Mitten auf der Treppe blieb Lucien stehen, hielt sie mit der Hand an ihrem Arm davon ab, die nächste Stufe zu nehmen und zwang sie damit, ebenfalls inne zu halten. Er erinnerte sich daran, wie sie ihm vor ein paar Tagen von ihrem Bruder erzählt hatte. Dem Mann, dem sie die Narben an ihrem Körper verdankte. Ihm, Mardoc und wer wusste, wem noch. Sie hatte gesagt, dass er sich häufig dort aufhielt, wo auch ihre Eltern waren. Und wenn sie für ihre Kandidatur in Birlan nach Mîlui gekommen waren, dann bestand tatsächlich das Risiko, dass er ebenfalls hier war. Eine Tatsache, die der Schwarzhaarigen wohl bewusst sein musste.
„Bleib ruhig, Shanaya.“ Seine gedämpfte Stimme wurde unerwartet sanft und wie vorhin legte er auch jetzt die Hand in einer unendlich zärtlichen Geste an ihre Wange, wartete, bis sie seinem Blick begegnete. „Noch wissen sie nur, dass du hier bist. Und dass jemand bei dir ist.

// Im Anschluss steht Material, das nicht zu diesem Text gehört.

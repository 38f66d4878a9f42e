// Phone number handling for Brazilian WhatsApp numbers
//
// Customers type their number in many shapes: with or without the 55 country code and
// with or without the mobile 9 after the area code. Lookups match on every spelling.

const COUNTRY_CODE: &str = "55";

/// Keeps only ASCII digits
pub fn digits(raw: &str) -> String {
    raw.chars().filter(|c| c.is_ascii_digit()).collect()
}

/// Splits a Brazilian number into (area code, subscriber) when it looks like one
fn split_local(d: &str) -> Option<(&str, &str)> {
    let local = match d.len() {
        12 | 13 if d.starts_with(COUNTRY_CODE) => &d[2..],
        10 | 11 => d,
        _ => return None,
    };
    Some((&local[..2], &local[2..]))
}

/// Subscriber part with and without the mobile 9 prefix
fn subscriber_forms(subscriber: &str) -> (String, String) {
    match subscriber.len() {
        8 => (format!("9{}", subscriber), subscriber.to_string()),
        9 if subscriber.starts_with('9') => (subscriber.to_string(), subscriber[1..].to_string()),
        _ => (subscriber.to_string(), subscriber.to_string()),
    }
}

/// Candidate spellings of a phone number, input digits first, without duplicates
///
/// A Brazilian number produces up to four variants:
/// `55 + DDD + 9 + N`, `55 + DDD + N`, `DDD + 9 + N`, `DDD + N`.
pub fn variants(raw: &str) -> Vec<String> {
    let d = digits(raw);
    if d.is_empty() {
        return Vec::new();
    }

    let mut out = vec![d.clone()];
    if let Some((area, subscriber)) = split_local(&d) {
        let (with_nine, without_nine) = subscriber_forms(subscriber);
        let candidates = [
            format!("{}{}{}", COUNTRY_CODE, area, with_nine),
            format!("{}{}{}", COUNTRY_CODE, area, without_nine),
            format!("{}{}", area, with_nine),
            format!("{}{}", area, without_nine),
        ];
        for candidate in candidates {
            if !out.contains(&candidate) {
                out.push(candidate);
            }
        }
    }
    out
}

/// Canonical storage form: 55 + DDD + subscriber, with the 9 restored on mobiles
///
/// Returns None when the input is not shaped like a Brazilian number.
pub fn canonical(raw: &str) -> Option<String> {
    let d = digits(raw);
    let (area, subscriber) = split_local(&d)?;
    let subscriber = match subscriber.chars().next() {
        Some('6'..='9') if subscriber.len() == 8 => format!("9{}", subscriber),
        _ => subscriber.to_string(),
    };
    Some(format!("{}{}{}", COUNTRY_CODE, area, subscriber))
}

/// Canonical form when available, otherwise the bare digits
pub fn normalize(raw: &str) -> String {
    canonical(raw).unwrap_or_else(|| digits(raw))
}

/// Extracts the phone number from a WhatsApp JID such as `5511999998888:3@s.whatsapp.net`
pub fn from_remote_jid(jid: &str) -> String {
    let user = jid.split('@').next().unwrap_or_default();
    let user = user.split(':').next().unwrap_or_default();
    digits(user)
}

/// Group chats use the `@g.us` server
pub fn is_group_jid(jid: &str) -> bool {
    jid.ends_with("@g.us")
}

#[cfg(test)]
mod tests {
    use super::*;

    #[test]
    fn test_digits_strips_formatting() {
        assert_eq!(digits("+55 (11) 99999-8888"), "5511999998888");
        assert_eq!(digits("abc"), "");
    }

    #[test]
    fn test_variants_full_mobile_number() {
        let v = variants("5511999998888");
        assert_eq!(
            v,
            vec![
                "5511999998888".to_string(),
                "551199998888".to_string(),
                "11999998888".to_string(),
                "1199998888".to_string(),
            ]
        );
    }

    #[test]
    fn test_variants_local_without_nine() {
        let v = variants("(11) 9999-8888");
        assert_eq!(v[0], "1199998888");
        assert!(v.contains(&"5511999998888".to_string()));
        assert!(v.contains(&"11999998888".to_string()));
        assert_eq!(v.len(), 4);
    }

    #[test]
    fn test_variants_non_brazilian_number_is_passthrough() {
        assert_eq!(variants("+44 20 7946 0958"), vec!["442079460958".to_string()]);
    }

    #[test]
    fn test_variants_empty_input() {
        assert!(variants("--").is_empty());
    }

    #[test]
    fn test_variants_nine_digit_subscriber_not_mobile() {
        // nine digits that do not start with 9 cannot lose a digit
        let v = variants("11812345678");
        assert_eq!(v, vec!["11812345678".to_string(), "5511812345678".to_string()]);
    }

    #[test]
    fn test_canonical_restores_mobile_nine() {
        assert_eq!(canonical("11 9999-8888").as_deref(), Some("5511999998888"));
        assert_eq!(canonical("5511999998888").as_deref(), Some("5511999998888"));
    }

    #[test]
    fn test_canonical_keeps_landline() {
        assert_eq!(canonical("1133334444").as_deref(), Some("551133334444"));
    }

    #[test]
    fn test_canonical_rejects_short_numbers() {
        assert_eq!(canonical("12345"), None);
        assert_eq!(normalize("12345"), "12345");
    }

    #[test]
    fn test_from_remote_jid() {
        assert_eq!(from_remote_jid("5511999998888@s.whatsapp.net"), "5511999998888");
        assert_eq!(from_remote_jid("5511999998888:12@s.whatsapp.net"), "5511999998888");
        assert_eq!(from_remote_jid("5511999998888@c.us"), "5511999998888");
    }

    #[test]
    fn test_group_jid_detection() {
        assert!(is_group_jid("120363025246125486@g.us"));
        assert!(!is_group_jid("5511999998888@s.whatsapp.net"));
    }
}

#[cfg(test)]
mod property_tests {
    use super::*;
    use proptest::prelude::*;

    /// Same subscriber written with and without country code / mobile 9 always matches
    #[test]
    fn prop_spellings_share_a_variant() {
        proptest!(|(
            area in 11u32..=99,
            subscriber in 60_000_000u32..=99_999_999,
            with_country in any::<bool>(),
            with_nine in any::<bool>()
        )| {
            let short = format!("{}{}", area, subscriber);
            let long = format!(
                "{}{}{}{}",
                if with_country { "55" } else { "" },
                area,
                if with_nine { "9" } else { "" },
                subscriber
            );
            let a = variants(&short);
            let b = variants(&long);
            prop_assert!(a.iter().any(|x| b.contains(x)), "{:?} vs {:?}", a, b);
            prop_assert_eq!(canonical(&short), canonical(&long));
        });
    }

    /// Variant lists never contain duplicates and never exceed five entries
    #[test]
    fn prop_variants_are_unique() {
        proptest!(|(raw in "[0-9 ()+-]{0,20}")| {
            let v = variants(&raw);
            prop_assert!(v.len() <= 5);
            let mut sorted = v.clone();
            sorted.sort();
            sorted.dedup();
            prop_assert_eq!(sorted.len(), v.len());
        });
    }
}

Aber sie wissen nicht, wer ich bin. Sie wissen nicht, mit welchen Schiff du unterwegs bist – oder dass es überhaupt eines gibt. Sie werden dich nicht finden, nicht heute und nicht morgen. Irgendwann vielleicht, ja. Aber hör auf zu denken, du müsstest dich dem alleine stellen. Solange du auf der Sphinx bist, wirst du nicht alleine sein.“
Eine einfache, simple Wahrheit.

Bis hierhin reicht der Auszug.